RCOOH+CoA·SH+ATP→RCO·SCoA+H20+AMP+PPi (2)
RC0C00H+CoA·SH+NAD →RCO·SCoA+CO2+NADH2 (3)
RCO·SCoA+HOOCCOCH3+2NADH→RCH2CO·SCoA+CH3COOH+H20+2NAD (4)
RCO·SCoA+R OH RCOOR +CoA·SH (5)
CH3CHOHCOOH+CoA·SH+ATP→CH3CHOHCO·SCoA+H20+AMP+PPi (6)
Lactic acid coenzyme A lactoyl coenzyme A
CH3COCOOH+CoA·SH+H20+NAD→CH3CHOHCO·SCoA+CO2+NADH2 (7)
Pyruvic acid coenzyme A lactoyl coenzyme A
CH3CO·SCoA+HOOCCHOHCH3→CH3CHOHCO·SCoA+CH3COOH (8)
acetyl-CoA lactoyl-CoA acetate lactate
CH3CHOHCO·SCoA+C2H5OH→CH3CHOHCOOC2H5+CoA·SH (9)
Lactoyl coenzyme A ethanol ethyl lactate coenzyme A
(2) In the process of decocting the yellow wine, 2 molecules of lactic acid are heated to condense and are slowly condensed in the storage process to partially dehydrate to form lactyl lactic acid, and ethyl lactate is quickly formed by the lactyl lactic acid and ethanol, and the process has weak oxygen to play a promoting role, is related to the content of the lactic acid in the yellow wine and is also related to certain trace components playing a promoting role. The reaction formulas are shown as (10) and (11):
2CH3CHOHCOOH→CH3CHOHCOOCH (CH3)COOH+H20 (10)

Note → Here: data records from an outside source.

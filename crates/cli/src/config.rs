//! Loading a [`ProcessorConfig`] and chain display defaults from a JSON file (mirrors
//! `load_from_json_file`/`parse_json` in the teacher's CLI utilities, minus the file-system
//! ceremony this tool doesn't need).

use std::path::Path;

use serde::Deserialize;
use ustream_primitives::{ProcessorConfig, TokenInfo, TokenTable};

#[derive(Debug, Deserialize)]
struct TokenEntry {
    address: String,
    ticker: String,
    decimals: u8,
}

#[derive(Debug, Deserialize)]
#[serde(default)]
struct RawConfig {
    data_allowed: bool,
    contract_details: bool,
    native_ticker: String,
    native_decimals: u8,
    tokens: Vec<TokenEntry>,
}

impl Default for RawConfig {
    fn default() -> Self {
        Self {
            data_allowed: true,
            contract_details: true,
            native_ticker: "CELO".to_string(),
            native_decimals: 18,
            tokens: Vec::new(),
        }
    }
}

/// A loaded (or default) device configuration: the recognizer policy plus the chain's native
/// coin display defaults.
#[derive(Debug, Clone)]
pub struct CliConfig {
    pub processor: ProcessorConfig,
    pub native_ticker: String,
    pub native_decimals: u8,
}

impl Default for CliConfig {
    fn default() -> Self {
        let raw = RawConfig::default();
        Self {
            processor: ProcessorConfig {
                data_allowed: raw.data_allowed,
                contract_details: raw.contract_details,
                tokens: TokenTable::new(Vec::new()),
            },
            native_ticker: raw.native_ticker,
            native_decimals: raw.native_decimals,
        }
    }
}

impl CliConfig {
    pub fn load(path: &Path) -> eyre::Result<Self> {
        let text = std::fs::read_to_string(path)
            .map_err(|e| eyre::eyre!("failed to read {}: {e}", path.display()))?;
        let raw: RawConfig = serde_json::from_str(&text)
            .map_err(|e| eyre::eyre!("failed to parse {}: {e}", path.display()))?;

        let mut tokens = Vec::with_capacity(raw.tokens.len());
        for entry in &raw.tokens {
            let bytes = hex::decode(entry.address.trim_start_matches("0x"))
                .map_err(|e| eyre::eyre!("invalid token address {}: {e}", entry.address))?;
            let address: [u8; 20] = bytes
                .try_into()
                .map_err(|_| eyre::eyre!("token address {} is not 20 bytes", entry.address))?;
            tokens.push(TokenInfo {
                address,
                ticker: entry.ticker.clone(),
                decimals: entry.decimals,
            });
        }

        Ok(Self {
            processor: ProcessorConfig {
                data_allowed: raw.data_allowed,
                contract_details: raw.contract_details,
                tokens: TokenTable::new(tokens),
            },
            native_ticker: raw.native_ticker,
            native_decimals: raw.native_decimals,
        })
    }
}
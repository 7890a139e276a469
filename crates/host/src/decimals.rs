//! Big-endian-integer-to-decimal formatting with a decimals shift — the `adjustDecimals`/
//! `tostring256` pair from `original_source/src/celo.c`, reimplemented without a fixed-width
//! bignum: these amounts are at most 32 bytes, so plain long division is simple and fast enough.

/// Renders a big-endian unsigned integer as decimal digits, with no leading zeros (`"0"` for an
/// all-zero input).
pub fn to_decimal_string(value: &[u8]) -> String {
    if value.iter().all(|&b| b == 0) {
        return "0".to_string();
    }
    let mut digits = value.to_vec();
    let mut out = Vec::new();
    while digits.iter().any(|&b| b != 0) {
        let mut remainder: u32 = 0;
        for byte in digits.iter_mut() {
            let acc = remainder * 256 + *byte as u32;
            *byte = (acc / 10) as u8;
            remainder = acc % 10;
        }
        out.push(std::char::from_digit(remainder, 10).expect("remainder < 10"));
    }
    out.iter().rev().collect()
}

/// Inserts a decimal point `decimals` digits from the right, left-padding with zeros if the
/// integer has fewer digits than that (mirrors `adjustDecimals` formatting a token amount by its
/// declared decimals).
pub fn format_amount(value: &[u8], decimals: u8) -> String {
    let digits = to_decimal_string(value);
    if decimals == 0 {
        return digits;
    }
    let decimals = decimals as usize;
    let padded = if digits.len() <= decimals {
        format!("{:0>width$}", digits, width = decimals + 1)
    } else {
        digits
    };
    let split = padded.len() - decimals;
    format!("{}.{}", &padded[..split], &padded[split..])
}

/// Schoolbook big-endian multiplication, used for `maxFee = gasPrice * startGas`.
pub fn multiply_be(a: &[u8], b: &[u8]) -> Vec<u8> {
    if a.is_empty() || b.is_empty() {
        return vec![0];
    }
    let mut acc = vec![0u32; a.len() + b.len()];
    for (i, &av) in a.iter().rev().enumerate() {
        let mut carry = 0u32;
        for (j, &bv) in b.iter().rev().enumerate() {
            let idx = i + j;
            let prod = av as u32 * bv as u32 + acc[idx] + carry;
            acc[idx] = prod & 0xff;
            carry = prod >> 8;
        }
        let mut k = i + b.len();
        while carry > 0 {
            let sum = acc[k] + carry;
            acc[k] = sum & 0xff;
            carry = sum >> 8;
            k += 1;
        }
    }
    let mut bytes: Vec<u8> = acc.into_iter().rev().map(|v| v as u8).collect();
    while bytes.len() > 1 && bytes[0] == 0 {
        bytes.remove(0);
    }
    bytes
}

#[cfg(test)]
mod tests {
    use super::*;

    #[test]
    fn decimal_of_zero() {
        assert_eq!(to_decimal_string(&[0, 0, 0]), "0");
    }

    #[test]
    fn decimal_of_known_value() {
        // 0x0de0b6b3a7640000 = 1_000_000_000_000_000_000
        let bytes = [0x0d, 0xe0, 0xb6, 0xb3, 0xa7, 0x64, 0x00, 0x00];
        assert_eq!(to_decimal_string(&bytes), "1000000000000000000");
    }

    #[test]
    fn format_with_18_decimals() {
        let bytes = [0x0d, 0xe0, 0xb6, 0xb3, 0xa7, 0x64, 0x00, 0x00];
        assert_eq!(format_amount(&bytes, 18), "1.000000000000000000");
    }

    #[test]
    fn format_smaller_than_decimals_pads() {
        assert_eq!(format_amount(&[100], 18), "0.000000000000000100");
    }

    #[test]
    fn multiply_small_values() {
        assert_eq!(multiply_be(&[0x05], &[0x0a]), vec![0x32]); // 5 * 10 = 50
    }
}
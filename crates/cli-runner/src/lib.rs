//! A small wrapper around [`reth_tasks::TaskManager`] that gives CLI subcommands a Tokio
//! runtime, a task executor, and a graceful-shutdown-on-Ctrl+C without every subcommand having
//! to wire that up itself.
//!
//! Note: the crate this is adapted from ships only its `Cargo.toml` in this workspace's
//! reference material, not its source — the shape below is inferred from the call site
//! (`runner.run_command_until_exit(|ctx| cmd.execute(ctx))`), not copied from an original file.

use std::future::Future;

use reth_tasks::{TaskExecutor, TaskManager};
use tracing::{debug, error};

/// Execution context handed to a CLI subcommand: a task executor for spawning background work,
/// bound to the runtime [`CliRunner`] set up.
#[derive(Debug, Clone)]
pub struct CliContext {
    pub task_executor: TaskExecutor,
}

/// Builds a Tokio runtime and a `reth_tasks` task manager, then runs one async command to
/// completion — or until Ctrl+C arrives, whichever happens first.
#[derive(Debug, Default)]
pub struct CliRunner;

impl CliRunner {
    /// Runs `command` on a fresh multi-threaded runtime, returning the command's result. If
    /// Ctrl+C is pressed first, background tasks are given a chance to shut down gracefully
    /// before this returns `Ok(())`.
    pub fn run_command_until_exit<F, Fut>(self, command: F) -> eyre::Result<()>
    where
        F: FnOnce(CliContext) -> Fut,
        Fut: Future<Output = eyre::Result<()>>,
    {
        let runtime = tokio::runtime::Builder::new_multi_thread()
            .enable_all()
            .build()?;
        let manager = TaskManager::new(runtime.handle().clone());
        let executor = manager.executor();
        let ctx = CliContext {
            task_executor: executor,
        };

        let command_result = runtime.block_on(async move {
            tokio::select! {
                result = command(ctx) => result,
                _ = tokio::signal::ctrl_c() => {
                    debug!("received Ctrl+C, shutting down");
                    Ok(())
                }
            }
        });

        if let Err(err) = &command_result {
            error!(%err, "command exited with an error");
        }

        manager.graceful_shutdown();
        command_result
    }
}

heating 2 molecule lactic acid to generate lactoyl lactic acid
CH3CHOHCOOCH (CH3)COOH+C2H5OH→CH3CHOHCOOC2H5+CH3CHOHCOOH (11)
Lactoyl lactic acid ethanol ethyl lactate lactic acid
The temperature of the yellow wine in the wine decocting process is about 90 ℃, which is not high, and the wine decocting time is short, so the amount of the ethyl lactate generated in the way is small.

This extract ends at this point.